------ Input data ------

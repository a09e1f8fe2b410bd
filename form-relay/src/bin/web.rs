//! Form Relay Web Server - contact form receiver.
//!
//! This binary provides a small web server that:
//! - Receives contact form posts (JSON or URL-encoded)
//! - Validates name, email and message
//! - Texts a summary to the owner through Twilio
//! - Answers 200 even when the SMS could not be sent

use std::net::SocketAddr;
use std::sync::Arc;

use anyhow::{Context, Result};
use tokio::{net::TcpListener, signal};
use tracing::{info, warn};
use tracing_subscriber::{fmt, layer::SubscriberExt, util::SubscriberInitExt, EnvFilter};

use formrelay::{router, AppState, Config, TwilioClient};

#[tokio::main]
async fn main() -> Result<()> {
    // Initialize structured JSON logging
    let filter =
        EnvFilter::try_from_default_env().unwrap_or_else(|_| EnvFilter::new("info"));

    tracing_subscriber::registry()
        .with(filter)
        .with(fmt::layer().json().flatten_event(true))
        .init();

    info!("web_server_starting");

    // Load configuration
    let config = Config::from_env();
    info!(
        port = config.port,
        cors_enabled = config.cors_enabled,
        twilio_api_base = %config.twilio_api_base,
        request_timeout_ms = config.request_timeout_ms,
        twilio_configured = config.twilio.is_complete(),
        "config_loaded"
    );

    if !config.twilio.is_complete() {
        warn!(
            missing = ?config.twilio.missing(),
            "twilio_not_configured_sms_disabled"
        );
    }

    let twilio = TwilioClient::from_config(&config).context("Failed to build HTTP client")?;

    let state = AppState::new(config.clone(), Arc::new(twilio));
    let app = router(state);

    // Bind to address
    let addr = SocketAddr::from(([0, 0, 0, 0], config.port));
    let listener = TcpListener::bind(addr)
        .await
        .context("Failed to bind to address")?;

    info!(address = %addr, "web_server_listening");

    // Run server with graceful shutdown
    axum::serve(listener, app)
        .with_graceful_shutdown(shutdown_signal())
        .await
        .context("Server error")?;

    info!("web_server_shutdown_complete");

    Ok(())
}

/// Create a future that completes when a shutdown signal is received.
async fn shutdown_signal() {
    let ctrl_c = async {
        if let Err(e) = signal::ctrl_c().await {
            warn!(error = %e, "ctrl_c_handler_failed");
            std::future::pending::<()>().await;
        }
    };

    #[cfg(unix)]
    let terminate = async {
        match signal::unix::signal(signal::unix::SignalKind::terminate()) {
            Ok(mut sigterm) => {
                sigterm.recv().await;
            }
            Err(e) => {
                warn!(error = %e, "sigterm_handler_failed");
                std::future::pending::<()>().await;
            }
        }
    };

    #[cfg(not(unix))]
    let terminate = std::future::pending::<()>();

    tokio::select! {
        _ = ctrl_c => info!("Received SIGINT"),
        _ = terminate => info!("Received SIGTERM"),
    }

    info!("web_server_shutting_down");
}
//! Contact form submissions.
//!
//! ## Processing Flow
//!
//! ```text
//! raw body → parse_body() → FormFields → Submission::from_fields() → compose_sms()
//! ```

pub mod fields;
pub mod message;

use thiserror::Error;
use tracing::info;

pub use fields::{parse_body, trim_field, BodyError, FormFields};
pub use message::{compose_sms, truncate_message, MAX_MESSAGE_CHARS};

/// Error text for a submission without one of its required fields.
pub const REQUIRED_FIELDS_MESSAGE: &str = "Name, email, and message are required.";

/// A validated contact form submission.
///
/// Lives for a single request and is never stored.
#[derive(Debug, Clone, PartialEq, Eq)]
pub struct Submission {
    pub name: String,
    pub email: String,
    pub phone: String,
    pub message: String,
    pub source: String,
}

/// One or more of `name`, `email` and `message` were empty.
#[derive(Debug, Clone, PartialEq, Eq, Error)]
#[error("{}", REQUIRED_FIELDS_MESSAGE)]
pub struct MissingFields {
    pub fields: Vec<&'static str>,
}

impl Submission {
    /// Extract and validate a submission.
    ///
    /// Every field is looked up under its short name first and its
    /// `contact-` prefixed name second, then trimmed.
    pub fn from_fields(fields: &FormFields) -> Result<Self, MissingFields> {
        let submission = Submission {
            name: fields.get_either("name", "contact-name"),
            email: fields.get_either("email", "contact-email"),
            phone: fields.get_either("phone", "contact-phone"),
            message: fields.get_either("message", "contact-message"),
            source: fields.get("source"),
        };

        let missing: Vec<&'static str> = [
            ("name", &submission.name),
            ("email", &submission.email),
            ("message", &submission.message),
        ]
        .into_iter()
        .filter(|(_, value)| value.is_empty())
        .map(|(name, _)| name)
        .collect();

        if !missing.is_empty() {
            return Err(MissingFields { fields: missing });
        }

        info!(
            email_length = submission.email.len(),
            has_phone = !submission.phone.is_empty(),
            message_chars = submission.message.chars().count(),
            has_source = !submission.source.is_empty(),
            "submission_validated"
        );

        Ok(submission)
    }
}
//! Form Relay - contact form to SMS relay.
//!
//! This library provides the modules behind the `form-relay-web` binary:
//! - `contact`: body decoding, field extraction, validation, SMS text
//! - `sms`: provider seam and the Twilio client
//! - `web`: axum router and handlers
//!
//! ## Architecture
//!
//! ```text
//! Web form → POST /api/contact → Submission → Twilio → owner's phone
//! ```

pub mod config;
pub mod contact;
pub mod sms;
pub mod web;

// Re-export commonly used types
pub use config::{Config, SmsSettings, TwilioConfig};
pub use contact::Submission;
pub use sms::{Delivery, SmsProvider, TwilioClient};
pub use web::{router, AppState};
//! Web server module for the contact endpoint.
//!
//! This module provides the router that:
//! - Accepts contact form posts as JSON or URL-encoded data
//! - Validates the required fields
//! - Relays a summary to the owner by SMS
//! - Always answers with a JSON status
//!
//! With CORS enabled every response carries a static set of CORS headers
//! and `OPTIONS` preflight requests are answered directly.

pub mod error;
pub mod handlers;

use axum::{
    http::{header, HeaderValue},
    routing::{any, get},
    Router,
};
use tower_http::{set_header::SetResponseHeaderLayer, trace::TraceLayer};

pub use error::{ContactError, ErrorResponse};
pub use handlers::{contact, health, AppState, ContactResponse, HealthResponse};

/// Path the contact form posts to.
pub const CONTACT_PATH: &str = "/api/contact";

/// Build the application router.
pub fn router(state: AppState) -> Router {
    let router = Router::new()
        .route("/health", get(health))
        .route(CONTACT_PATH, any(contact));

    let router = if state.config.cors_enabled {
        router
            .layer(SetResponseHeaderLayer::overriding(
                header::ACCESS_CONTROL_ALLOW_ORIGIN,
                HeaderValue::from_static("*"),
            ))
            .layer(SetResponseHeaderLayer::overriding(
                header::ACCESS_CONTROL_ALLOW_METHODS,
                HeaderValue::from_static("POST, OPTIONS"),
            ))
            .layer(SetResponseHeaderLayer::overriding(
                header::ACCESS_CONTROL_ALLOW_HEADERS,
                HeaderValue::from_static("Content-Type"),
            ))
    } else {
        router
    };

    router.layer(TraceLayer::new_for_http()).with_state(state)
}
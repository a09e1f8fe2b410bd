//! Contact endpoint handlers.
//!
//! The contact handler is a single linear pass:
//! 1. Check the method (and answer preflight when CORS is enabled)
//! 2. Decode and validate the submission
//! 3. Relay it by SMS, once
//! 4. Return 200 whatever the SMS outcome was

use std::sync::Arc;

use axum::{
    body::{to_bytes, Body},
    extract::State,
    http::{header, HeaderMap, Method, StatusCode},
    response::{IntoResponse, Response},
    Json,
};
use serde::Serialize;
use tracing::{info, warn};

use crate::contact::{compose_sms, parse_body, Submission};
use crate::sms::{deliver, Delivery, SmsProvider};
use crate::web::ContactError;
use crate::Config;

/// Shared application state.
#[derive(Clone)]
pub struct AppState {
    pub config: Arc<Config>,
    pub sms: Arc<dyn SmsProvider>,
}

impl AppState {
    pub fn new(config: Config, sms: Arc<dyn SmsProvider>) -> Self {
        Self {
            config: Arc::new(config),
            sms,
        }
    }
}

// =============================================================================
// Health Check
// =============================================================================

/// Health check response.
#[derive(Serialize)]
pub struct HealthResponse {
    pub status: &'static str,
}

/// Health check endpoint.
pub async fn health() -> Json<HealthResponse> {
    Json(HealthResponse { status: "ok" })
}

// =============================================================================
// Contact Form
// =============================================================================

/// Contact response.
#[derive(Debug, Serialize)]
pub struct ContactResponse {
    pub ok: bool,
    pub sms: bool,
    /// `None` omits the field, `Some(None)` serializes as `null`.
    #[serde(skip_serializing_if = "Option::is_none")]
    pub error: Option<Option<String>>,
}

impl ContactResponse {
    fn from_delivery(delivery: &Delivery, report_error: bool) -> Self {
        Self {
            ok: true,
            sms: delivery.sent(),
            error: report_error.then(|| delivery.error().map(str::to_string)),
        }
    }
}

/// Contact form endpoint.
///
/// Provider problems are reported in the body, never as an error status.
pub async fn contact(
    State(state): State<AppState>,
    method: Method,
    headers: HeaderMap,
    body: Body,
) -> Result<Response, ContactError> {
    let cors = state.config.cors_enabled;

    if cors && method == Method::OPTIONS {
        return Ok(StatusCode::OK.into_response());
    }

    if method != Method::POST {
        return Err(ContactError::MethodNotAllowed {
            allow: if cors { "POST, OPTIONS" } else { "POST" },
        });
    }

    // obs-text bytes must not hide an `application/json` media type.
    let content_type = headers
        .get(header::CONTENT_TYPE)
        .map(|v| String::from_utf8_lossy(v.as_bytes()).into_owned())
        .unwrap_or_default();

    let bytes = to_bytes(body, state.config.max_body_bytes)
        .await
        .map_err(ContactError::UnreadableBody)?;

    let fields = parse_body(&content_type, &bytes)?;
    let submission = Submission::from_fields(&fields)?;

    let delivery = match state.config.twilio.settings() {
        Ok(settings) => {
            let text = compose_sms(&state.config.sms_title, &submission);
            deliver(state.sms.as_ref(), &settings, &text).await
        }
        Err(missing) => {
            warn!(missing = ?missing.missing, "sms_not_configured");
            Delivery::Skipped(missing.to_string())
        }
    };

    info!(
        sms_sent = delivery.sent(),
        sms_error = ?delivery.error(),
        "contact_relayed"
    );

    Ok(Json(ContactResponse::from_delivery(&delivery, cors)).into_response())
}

------

Work instructions —
Precisely reproduce the lines of the entries, beginning at the first and ending at the one containing "owner through Twilio". Add nothing.

Exercise answer —
repository a09e1f8fe2b410bd
filename form-relay/src/bin/web.rs
//! Form Relay Web Server - contact form receiver.
//!
//! This binary provides a small web server that:
//! - Receives contact form posts (JSON or URL-encoded)
//! - Validates name, email and message
//! - Texts a summary to the owner through Twilio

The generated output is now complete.